Being an addict is really tiring, man. Rehab is hard. Really hard. I dunno it's more than living in a hospital and trudging to groups. It's being reminded of all the shit and piss and vomit I've waded through that landed me here EVERYDAY. It's being looked down upon because I like getting high.
I dunno I just feel like I've seen and heard enough of the program. It's the same shit every fucking day and you know there's only so much to be learned from the daily regurgitation. It feels like I'm in a time warp. Stuck, slowly wading through minutes like a bog. I'm going to call U***** tomorrow.

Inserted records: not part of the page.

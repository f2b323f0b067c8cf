use noshow_analysis::algorithm::special::chi_square_sf;
use noshow_analysis::analysis::questions::{flag_analyses, gender_analysis, weekday_analysis};
use noshow_analysis::{ContingencyTable, chi2_contingency, clean, load_appointments, ttest_ind};

use crate::utils::{FixtureRow, random_rows, test_config, write_csv};

#[test]
fn chi_square_uses_raw_counts() {
    // Proportions of these two tables are identical; only the counts differ
    let small = chi2_contingency(&[vec![8, 2], vec![5, 5]]).unwrap();
    let large = chi2_contingency(&[vec![800, 200], vec![500, 500]]).unwrap();

    assert!((large.statistic - 100.0 * small.statistic).abs() < 1e-6);
    assert!(large.p_value < small.p_value);
    assert!(large.p_value < 1e-20);
    assert!(chi_square_sf(small.statistic, 1.0) > 0.1);
}

#[test]
fn t_test_detects_a_large_shift() {
    let a: Vec<f64> = (0..50).map(f64::from).collect();
    let b: Vec<f64> = (0..50).map(|v| f64::from(v) + 40.0).collect();
    let result = ttest_ind(&a, &b).unwrap();

    assert!(result.statistic < 0.0);
    assert!((result.df - 98.0).abs() < f64::EPSILON);
    assert!(result.p_value < 1e-10);
}

#[test]
fn tables_from_loaded_data_cover_every_row() {
    let dir = tempfile::tempdir().unwrap();
    let input = write_csv(&dir.path().join("a.csv"), &random_rows(400, 5));
    let loaded = load_appointments(&test_config(&input, dir.path())).unwrap();
    let (appointments, _) = clean(loaded, true);

    let gender = gender_analysis(&appointments, 0.05);
    assert_eq!(gender.table.total(), appointments.len() as u64);
    assert_eq!(ContingencyTable::column_labels(), ["Showed up", "No-show"]);
    let test = gender.test.unwrap();
    assert_eq!(test.degrees_of_freedom, 1.0);
    assert!((0.0..=1.0).contains(&test.p_value));

    let flags = flag_analyses(&appointments, 0.05);
    assert_eq!(flags.len(), 6);
    for flag in &flags {
        assert_eq!(flag.table.total(), appointments.len() as u64);
    }
    let handicap = flags.iter().find(|f| f.table.variable == "handicap").unwrap();
    assert!(handicap.table.rows.iter().all(|r| r.label.parse::<u8>().unwrap() <= 4));

    let weekday = weekday_analysis(&appointments, 0.05);
    let dof = weekday.test.unwrap().degrees_of_freedom;
    assert!((dof - (weekday.table.len() as f64 - 1.0)).abs() < f64::EPSILON);
}

#[test]
fn single_status_tables_skip_the_test() {
    let dir = tempfile::tempdir().unwrap();
    let mut male = FixtureRow::new(2);
    male.gender = "M";
    let input = write_csv(&dir.path().join("a.csv"), &[FixtureRow::new(1), male]);
    let (appointments, _) = clean(
        load_appointments(&test_config(&input, dir.path())).unwrap(),
        true,
    );

    // Nobody missed an appointment, so the no-show column is empty
    let gender = gender_analysis(&appointments, 0.05);
    assert_eq!(gender.table.len(), 2);
    assert!(gender.test.is_none());
}
//! Logging utilities for output and progress tracking

pub mod log;
pub mod progress;

pub use log::{log_operation_complete, log_operation_start, log_step, log_warning};
pub use progress::{create_spinner, finish_progress_bar};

Capitalism is a soulless wasteland paraded as an equal opportunity at the cotton candy coloured log of shit nightmare aptly named "the American dream". It's all a lie. Every "touching" commerical with definitely plaigarized, exhaustedly recycled piano music was created by sociopaths, using our glorious emotions to wring us of our hard-earned toilet paper currency. They take your money and, in turn, promise you happiness riding on the backs of candy coloured plastics and the general annexation of useless junk. But behind it all are a handful of folk, gazing upon the zeroes in their bank accounts while others freeze to death outside rehab doors. I love NYC but I also feel bile rise in my throat when the obnoxious ligts of Time Square momentarily mystify my monkey brain. My whole life, young junkie moves to NYC and gets clean and successful, is so cliche my teeth hurt. Fuck me. I want to rip the toenails off the Waltons. I hate rich people and everything they have to offer. Long live women of color. Long live the troubled, leftwing youth struggling to be heard under the regime of our billionaire president.
My friend left me with a cigarette, so that's a glimmer of hope. My new roommate is pretty cool. She used to be a whale watcher over in Washington state. She says the world's largest Octopus is in Puget Sound, under some bridge. 26 foot long tentacles. Gnarly.
I wish life were beautiful. I wish people were nice. I wish everyone thought like me and my friends. I wish shitty people would shut the fuck up. I wish I were better at everything. I wish I could do heroin without ruining my life. I wish the people I liked liked me back. I wish I were as cool as I acted. I wish I weren't weak. I wish I could have known Kurt. I wish I didn't still think about my ex. I wish I weren't such a bitch. I wish I didn't assume the worst. I wish I knew if people loved me. I wish I didn't cry so much. I wish I could believe in god. I was there was a possibility I be as successful as I want to be. I hate myself and want to die. I wish I were actually dumb.
A friend of mine is getting real unhealthy in here. This place is insane. I don't understand how any of this is legal. I want to rip my hair out. I need a cigarette. I want physical affection. I feel like I'm stuck in a weird ass nightmare. I want to expose this place but I'm like 1/4 of a working human.
Wanna explore your sleepy head. Wish I knew what it was like in your bed. Probing, knowing, poking fun. I just want to make you come. With me to dream land, hold my brain inside your hand.
I get out tomorrow. I guess I'm ready. But relapse feels so closeby. Hope I get to see newnew boy first thing. This is the last I write from this bed.
I got interviewed in Union Square and I feel like a celebrity. I love NYC so much....I spent the rest of today with newnew boy and it was amazing. I hope we spend a lot more time together. Going to meetings and such.